──────── DATA TO USE ────────
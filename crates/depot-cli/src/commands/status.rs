//! `depot status` (ambient; §6): lists installed packages and their channel.

use clap::Args;

use crate::commands::ExitCode;
use crate::context::Context;
use crate::output;

/// Arguments for `depot status`.
#[derive(Args, Debug, Clone, Default)]
pub struct StatusArgs {}

/// Runs `depot status`.
pub fn run(_args: &StatusArgs, ctx: &Context) -> ExitCode {
    let rows: Vec<Vec<String>> = ctx
        .cache
        .get_packages(None)
        .filter(|p| p.installed())
        .map(|p| vec![p.identity().to_string(), format!("{:?}", p.loaders())])
        .collect();

    if rows.is_empty() {
        output::info("no packages installed");
        return ExitCode::Success;
    }

    println!("{}", output::table(&["PACKAGE", "LOADERS"], rows));
    ExitCode::Success
}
────────
PROBLEM TO SOLVE
Only the lines from the one with "use crate::output;" to the end of the listing are wanted. Print them exactly, keeping both ends.

SOLUTION FOR THIS PROBLEM
use crate::output;

/// Arguments for `depot status`.
#[derive(Args, Debug, Clone, Default)]
pub struct StatusArgs {}

/// Runs `depot status`.
pub fn run(_args: &StatusArgs, ctx: &Context) -> ExitCode {
    let rows: Vec<Vec<String>> = ctx
        .cache
        .get_packages(None)
        .filter(|p| p.installed())
        .map(|p| vec![p.identity().to_string(), format!("{:?}", p.loaders())])
        .collect();

    if rows.is_empty() {
        output::info("no packages installed");
        return ExitCode::Success;
    }

    println!("{}", output::table(&["PACKAGE", "LOADERS"], rows));
    ExitCode::Success
}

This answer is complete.